--- LISTED RECORDS Enclosed Below ---

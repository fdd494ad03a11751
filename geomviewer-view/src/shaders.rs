//! WGSL shader sources for the scene renderer

/// Fullscreen radial-gradient background pass
pub const BACKGROUND_SHADER: &str = r#"
struct BackgroundUniform {
    center_color: vec4<f32>,
    edge_color: vec4<f32>,
};

@group(0) @binding(0)
var<uniform> background: BackgroundUniform;

struct VertexOutput {
    @builtin(position) position: vec4<f32>,
    @location(0) uv: vec2<f32>,
};

@vertex
fn vs_main(@builtin(vertex_index) index: u32) -> VertexOutput {
    // One oversized triangle covering the viewport.
    var corners = array<vec2<f32>, 3>(
        vec2<f32>(-1.0, -1.0),
        vec2<f32>(3.0, -1.0),
        vec2<f32>(-1.0, 3.0),
    );
    var out: VertexOutput;
    let corner = corners[index];
    out.position = vec4<f32>(corner, 1.0, 1.0);
    out.uv = corner * 0.5 + vec2<f32>(0.5, 0.5);
    return out;
}

@fragment
fn fs_main(in: VertexOutput) -> @location(0) vec4<f32> {
    // Normalize so the farthest viewport corner reaches the edge color.
    let distance_to_center = distance(in.uv, vec2<f32>(0.5, 0.5)) / 0.70710678;
    let t = clamp(distance_to_center, 0.0, 1.0);
    return mix(background.center_color, background.edge_color, t);
}
"#;

/// Scene geometry: lit fill pass plus a flat entry point for edge lines
pub const MESH_SHADER: &str = r#"
struct CameraUniform {
    view_proj: mat4x4<f32>,
};

@group(0) @binding(0)
var<uniform> camera: CameraUniform;

struct VertexInput {
    @location(0) position: vec3<f32>,
    @location(1) normal: vec3<f32>,
    @location(2) color: vec3<f32>,
};

struct VertexOutput {
    @builtin(position) position: vec4<f32>,
    @location(0) normal: vec3<f32>,
    @location(1) color: vec3<f32>,
};

@vertex
fn vs_main(in: VertexInput) -> VertexOutput {
    var out: VertexOutput;
    out.position = camera.view_proj * vec4<f32>(in.position, 1.0);
    out.normal = in.normal;
    out.color = in.color;
    return out;
}

@fragment
fn fs_lit(in: VertexOutput) -> @location(0) vec4<f32> {
    let light_dir = normalize(vec3<f32>(0.3, 0.4, 1.0));
    let shade = max(dot(normalize(in.normal), light_dir), 0.0) * 0.75 + 0.25;
    return vec4<f32>(in.color * shade, 1.0);
}

@fragment
fn fs_flat(in: VertexOutput) -> @location(0) vec4<f32> {
    return vec4<f32>(in.color, 1.0);
}
"#;
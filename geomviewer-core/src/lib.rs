//! Core data structures for geomviewer
//!
//! This crate provides the shared data model for the viewer: points, triangle
//! meshes, unstructured grids, scene nodes with render properties, and the
//! workspace-wide error type.

pub mod point;
pub mod mesh;
pub mod grid;
pub mod scene;
pub mod error;

pub use point::*;
pub use mesh::*;
pub use grid::*;
pub use scene::*;
pub use error::*;

/// Re-export commonly used types from nalgebra
pub use nalgebra::{Matrix4, Point3, Rotation3, Unit, Vector3};
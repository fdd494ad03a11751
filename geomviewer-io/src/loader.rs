//! Geometry loader: path in, scene node out

use crate::registry::{CodecRegistry, FormatId};
use geomviewer_core::{Error, Result, SceneNode};
use log::debug;
use std::path::Path;

/// Resolves a path's format through the codec registry and produces a
/// renderable scene node with default display properties.
pub struct GeometryLoader {
    registry: CodecRegistry,
}

impl GeometryLoader {
    /// Loader backed by the default codec bindings
    pub fn new() -> Self {
        Self {
            registry: CodecRegistry::with_default_bindings(),
        }
    }

    /// Loader backed by a caller-supplied registry
    pub fn with_registry(registry: CodecRegistry) -> Self {
        Self { registry }
    }

    /// Load the file at `path` into a scene node
    ///
    /// Unbound formats (glTF included) and unrecognized suffixes fail with
    /// `UnsupportedFormat`; decoder failures carry the path and format. The
    /// caller owns inserting the node into a scene graph.
    pub fn load(&self, path: impl AsRef<Path>) -> Result<SceneNode> {
        let path = path.as_ref();
        let format = FormatId::from_path(path);
        debug!("resolving {:?} as {}", path, format.name());

        let binding = self.registry.resolve(format).ok_or_else(|| {
            Error::UnsupportedFormat(format!(
                "no codec bound for {} ({:?})",
                format.name(),
                path
            ))
        })?;

        let dataset = binding
            .decoder
            .decode(path)
            .map_err(|err| into_decode_error(path, binding.decoder.format_name(), err))?;
        let mesh = binding.adapter.adapt(dataset)?;
        Ok(SceneNode::new(mesh))
    }
}

impl Default for GeometryLoader {
    fn default() -> Self {
        Self::new()
    }
}

/// Wrap decoder-level failures so they carry the path and format
fn into_decode_error(path: &Path, format: &'static str, err: Error) -> Error {
    match err {
        already @ Error::Decode { .. } => already,
        other => Error::Decode {
            path: path.to_path_buf(),
            format,
            message: other.to_string(),
        },
    }
}

#[cfg(test)]
mod tests {
    use super::*;
    use std::fs;
    use std::path::PathBuf;

    fn fixture_path(name: &str) -> PathBuf {
        std::env::temp_dir().join(format!("geomviewer_loader_{}", name))
    }

    const OBJ_TRIANGLE: &str = "v 0 0 0\nv 1 0 0\nv 0 1 0\nf 1 2 3\n";

    #[test]
    fn test_load_obj_produces_node_with_default_props() {
        let path = fixture_path("tri.obj");
        fs::write(&path, OBJ_TRIANGLE).unwrap();

        let node = GeometryLoader::new().load(&path).unwrap();
        assert_eq!(node.mesh.vertex_count(), 3);
        assert_eq!(node.mesh.face_count(), 1);
        assert!(!node.props.edge_visibility);

        let _ = fs::remove_file(path);
    }

    #[test]
    fn test_gltf_is_unsupported() {
        for name in ["scene.glb", "scene.gltf"] {
            let path = fixture_path(name);
            fs::write(&path, b"glTF").unwrap();
            let result = GeometryLoader::new().load(&path);
            assert!(matches!(result, Err(Error::UnsupportedFormat(_))));
            let _ = fs::remove_file(path);
        }
    }

    #[test]
    fn test_unknown_suffix_is_unsupported() {
        let result = GeometryLoader::new().load("points.xyz");
        assert!(matches!(result, Err(Error::UnsupportedFormat(_))));
    }

    #[test]
    fn test_caller_supplied_registry_controls_dispatch() {
        let path = fixture_path("custom.obj");
        fs::write(&path, OBJ_TRIANGLE).unwrap();

        // An empty registry binds nothing, so even .obj is unsupported.
        let loader = GeometryLoader::with_registry(CodecRegistry::new());
        assert!(matches!(
            loader.load(&path),
            Err(Error::UnsupportedFormat(_))
        ));

        let _ = fs::remove_file(path);
    }

    #[test]
    fn test_missing_file_is_a_decode_error() {
        let result = GeometryLoader::new().load("definitely_not_here.obj");
        match result {
            Err(Error::Decode { format, .. }) => assert_eq!(format, "obj"),
            other => panic!("expected decode error, got {:?}", other.map(|_| ())),
        }
    }

    #[test]
    fn test_malformed_content_is_a_decode_error() {
        let path = fixture_path("garbage.ply");
        fs::write(&path, "not a ply file at all\n").unwrap();
        let result = GeometryLoader::new().load(&path);
        assert!(matches!(result, Err(Error::Decode { .. })));
        let _ = fs::remove_file(path);
    }
}
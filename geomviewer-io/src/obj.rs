//! Wavefront OBJ decoder
//!
//! Handles `v`, `vn` and `f` records. Faces reference vertices 1-based
//! (negative indices count from the end) and are fan-triangulated. Normals
//! are kept only when they line up one per vertex.

use crate::registry::MeshDecoder;
use geomviewer_core::{Dataset, Error, Point3f, Result, TriangleMesh, Vector3f};
use std::fs::File;
use std::io::{BufRead, BufReader};
use std::path::Path;

pub struct ObjDecoder;

impl MeshDecoder for ObjDecoder {
    fn decode(&self, path: &Path) -> Result<Dataset> {
        let file = File::open(path)?;
        let reader = BufReader::new(file);

        let mut vertices: Vec<Point3f> = Vec::new();
        let mut normals: Vec<Vector3f> = Vec::new();
        let mut faces: Vec<[usize; 3]> = Vec::new();

        for (line_no, line) in reader.lines().enumerate() {
            let line = line?;
            let mut tokens = line.split_whitespace();
            match tokens.next() {
                Some("v") => {
                    let [x, y, z] = parse_triplet(&mut tokens, line_no)?;
                    vertices.push(Point3f::new(x, y, z));
                }
                Some("vn") => {
                    let [x, y, z] = parse_triplet(&mut tokens, line_no)?;
                    normals.push(Vector3f::new(x, y, z));
                }
                Some("f") => {
                    let polygon: Vec<usize> = tokens
                        .map(|token| parse_face_index(token, vertices.len(), line_no))
                        .collect::<Result<_>>()?;
                    if polygon.len() < 3 {
                        return Err(Error::InvalidData(format!(
                            "face with {} vertices at line {}",
                            polygon.len(),
                            line_no + 1
                        )));
                    }
                    for i in 1..polygon.len() - 1 {
                        faces.push([polygon[0], polygon[i], polygon[i + 1]]);
                    }
                }
                // Comments, groups, materials and texture coordinates are
                // irrelevant to a geometry-only viewer.
                _ => {}
            }
        }

        let mut mesh = TriangleMesh::from_vertices_and_faces(vertices, faces);
        if normals.len() == mesh.vertex_count() {
            mesh.set_normals(normals);
        }
        Ok(Dataset::Surface(mesh))
    }

    fn format_name(&self) -> &'static str {
        "obj"
    }
}

fn parse_triplet<'a>(
    tokens: &mut impl Iterator<Item = &'a str>,
    line_no: usize,
) -> Result<[f32; 3]> {
    let mut values = [0.0f32; 3];
    for value in &mut values {
        let token = tokens.next().ok_or_else(|| {
            Error::InvalidData(format!("truncated coordinate at line {}", line_no + 1))
        })?;
        *value = token.parse().map_err(|_| {
            Error::InvalidData(format!("invalid coordinate '{}' at line {}", token, line_no + 1))
        })?;
    }
    Ok(values)
}

/// Resolve one face token (`7`, `7/1`, `7//3`, `-1`) to a 0-based index
fn parse_face_index(token: &str, vertex_count: usize, line_no: usize) -> Result<usize> {
    let vertex_part = token.split('/').next().unwrap_or(token);
    let raw: i64 = vertex_part.parse().map_err(|_| {
        Error::InvalidData(format!("invalid face index '{}' at line {}", token, line_no + 1))
    })?;
    let resolved = if raw > 0 {
        raw as usize - 1
    } else if raw < 0 {
        let back = (-raw) as usize;
        if back > vertex_count {
            return Err(Error::InvalidData(format!(
                "face index {} out of range at line {}",
                raw,
                line_no + 1
            )));
        }
        vertex_count - back
    } else {
        return Err(Error::InvalidData(format!(
            "face index 0 at line {}",
            line_no + 1
        )));
    };
    if resolved >= vertex_count {
        return Err(Error::InvalidData(format!(
            "face index {} out of range at line {}",
            raw,
            line_no + 1
        )));
    }
    Ok(resolved)
}
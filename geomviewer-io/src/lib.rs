//! Geometry loading for geomviewer
//!
//! This crate maps file suffixes to codec bindings (a decoder plus a render
//! adapter) and turns paths into renderable scene nodes. Supported formats:
//! VTK XML PolyData (`.vtp`), VTK XML UnstructuredGrid (`.vtu`), Wavefront
//! OBJ, PLY and STL. glTF suffixes are recognized but deliberately unbound.

pub mod registry;
pub mod loader;
pub mod vtk_xml;
pub mod obj;
pub mod ply;
pub mod stl;

pub use loader::GeometryLoader;
pub use registry::{CodecBinding, CodecRegistry, FormatId, MeshDecoder, RenderAdapter};
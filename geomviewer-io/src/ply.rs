//! PLY decoder

use crate::registry::MeshDecoder;
use geomviewer_core::{Dataset, Error, Point3f, Result, TriangleMesh, Vector3f};
use ply_rs::parser::Parser;
use ply_rs::ply::{DefaultElement, Property};
use std::fs::File;
use std::io::BufReader;
use std::path::Path;

pub struct PlyDecoder;

impl MeshDecoder for PlyDecoder {
    fn decode(&self, path: &Path) -> Result<Dataset> {
        let file = File::open(path)?;
        let mut reader = BufReader::new(file);

        let parser = Parser::<DefaultElement>::new();
        let ply = parser.read_ply(&mut reader)?;

        let mut vertices = Vec::new();
        if let Some(vertex_element) = ply.payload.get("vertex") {
            for vertex in vertex_element {
                let x = extract_property_value(vertex, "x")?;
                let y = extract_property_value(vertex, "y")?;
                let z = extract_property_value(vertex, "z")?;
                vertices.push(Point3f::new(x, y, z));
            }
        }

        let mut faces = Vec::new();
        if let Some(face_element) = ply.payload.get("face") {
            for face in face_element {
                let indices = extract_face_indices(face)?;
                if indices.len() < 3 {
                    return Err(Error::InvalidData(format!(
                        "face with {} indices",
                        indices.len()
                    )));
                }
                if indices.iter().any(|&i| i >= vertices.len()) {
                    return Err(Error::InvalidData("face index out of range".to_string()));
                }
                for i in 1..indices.len() - 1 {
                    faces.push([indices[0], indices[i], indices[i + 1]]);
                }
            }
        }

        // Vertex normals ride along when every vertex carries nx/ny/nz.
        let normals = if let Some(vertex_element) = ply.payload.get("vertex") {
            let mut normals = Vec::new();
            let mut complete = true;
            for vertex in vertex_element {
                match (
                    extract_property_value(vertex, "nx"),
                    extract_property_value(vertex, "ny"),
                    extract_property_value(vertex, "nz"),
                ) {
                    (Ok(nx), Ok(ny), Ok(nz)) => normals.push(Vector3f::new(nx, ny, nz)),
                    _ => {
                        complete = false;
                        break;
                    }
                }
            }
            (complete && !normals.is_empty()).then_some(normals)
        } else {
            None
        };

        let mut mesh = TriangleMesh::from_vertices_and_faces(vertices, faces);
        if let Some(normals) = normals {
            mesh.set_normals(normals);
        }
        Ok(Dataset::Surface(mesh))
    }

    fn format_name(&self) -> &'static str {
        "ply"
    }
}

/// Extract a property value as f32 from a PLY element
fn extract_property_value(element: &DefaultElement, name: &str) -> Result<f32> {
    match element.get(name) {
        Some(Property::Float(val)) => Ok(*val),
        Some(Property::Double(val)) => Ok(*val as f32),
        Some(Property::Int(val)) => Ok(*val as f32),
        Some(Property::UInt(val)) => Ok(*val as f32),
        Some(Property::Short(val)) => Ok(*val as f32),
        Some(Property::UShort(val)) => Ok(*val as f32),
        Some(Property::Char(val)) => Ok(*val as f32),
        Some(Property::UChar(val)) => Ok(*val as f32),
        _ => Err(Error::InvalidData(format!(
            "Property '{}' not found or invalid type",
            name
        ))),
    }
}

/// Extract face indices from a PLY face element
fn extract_face_indices(element: &DefaultElement) -> Result<Vec<usize>> {
    match element
        .get("vertex_indices")
        .or_else(|| element.get("vertex_index"))
    {
        Some(Property::ListInt(indices)) => Ok(indices.iter().map(|&idx| idx as usize).collect()),
        Some(Property::ListUInt(indices)) => Ok(indices.iter().map(|&idx| idx as usize).collect()),
        Some(Property::ListUChar(indices)) => Ok(indices.iter().map(|&idx| idx as usize).collect()),
        Some(Property::ListUShort(indices)) => {
            Ok(indices.iter().map(|&idx| idx as usize).collect())
        }
        _ => Err(Error::InvalidData("Face indices not found".to_string())),
    }
}

#[cfg(test)]
mod tests {
    use super::*;
    use std::fs;
    use std::path::PathBuf;

    fn fixture(name: &str, content: &str) -> PathBuf {
        let path = std::env::temp_dir().join(format!("geomviewer_ply_{}", name));
        fs::write(&path, content).unwrap();
        path
    }

    const ASCII_PLY: &str = "\
ply
format ascii 1.0
element vertex 4
property float x
property float y
property float z
property float nx
property float ny
property float nz
element face 2
property list uchar int vertex_indices
end_header
0.0 0.0 0.0 0.0 0.0 1.0
1.0 0.0 0.0 0.0 0.0 1.0
1.0 1.0 0.0 0.0 0.0 1.0
0.0 1.0 0.0 0.0 0.0 1.0
3 0 1 2
3 0 2 3
";

    #[test]
    fn test_ascii_mesh_with_normals() {
        let path = fixture("tris.ply", ASCII_PLY);
        let Dataset::Surface(mesh) = PlyDecoder.decode(&path).unwrap() else {
            panic!("ply should decode as a surface");
        };
        assert_eq!(mesh.vertex_count(), 4);
        assert_eq!(mesh.face_count(), 2);
        assert!(mesh.normals.is_some());
        let _ = fs::remove_file(path);
    }

    #[test]
    fn test_quad_face_is_fan_triangulated() {
        let content = "\
ply
format ascii 1.0
element vertex 4
property float x
property float y
property float z
element face 1
property list uchar int vertex_indices
end_header
0.0 0.0 0.0
1.0 0.0 0.0
1.0 1.0 0.0
0.0 1.0 0.0
4 0 1 2 3
";
        let path = fixture("quad.ply", content);
        let Dataset::Surface(mesh) = PlyDecoder.decode(&path).unwrap() else {
            panic!("ply should decode as a surface");
        };
        assert_eq!(mesh.faces, vec![[0, 1, 2], [0, 2, 3]]);
        assert!(mesh.normals.is_none());
        let _ = fs::remove_file(path);
    }

    #[test]
    fn test_invalid_magic_is_rejected() {
        let path = fixture("bad.ply", "not_ply\n");
        assert!(PlyDecoder.decode(&path).is_err());
        let _ = fs::remove_file(path);
    }

    #[test]
    fn test_face_index_out_of_range() {
        let content = "\
ply
format ascii 1.0
element vertex 3
property float x
property float y
property float z
element face 1
property list uchar int vertex_indices
end_header
0.0 0.0 0.0
1.0 0.0 0.0
0.0 1.0 0.0
3 0 1 9
";
        let path = fixture("range.ply", content);
        assert!(PlyDecoder.decode(&path).is_err());
        let _ = fs::remove_file(path);
    }
}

--- End of Enclosed LISTED RECORDS ---

• PROBLEM TO SOLVE: Every line of the entries above that contains the word "payload" must be tallied, and the number alone reported.

• ANSWER FOR THIS EXERCISE: 3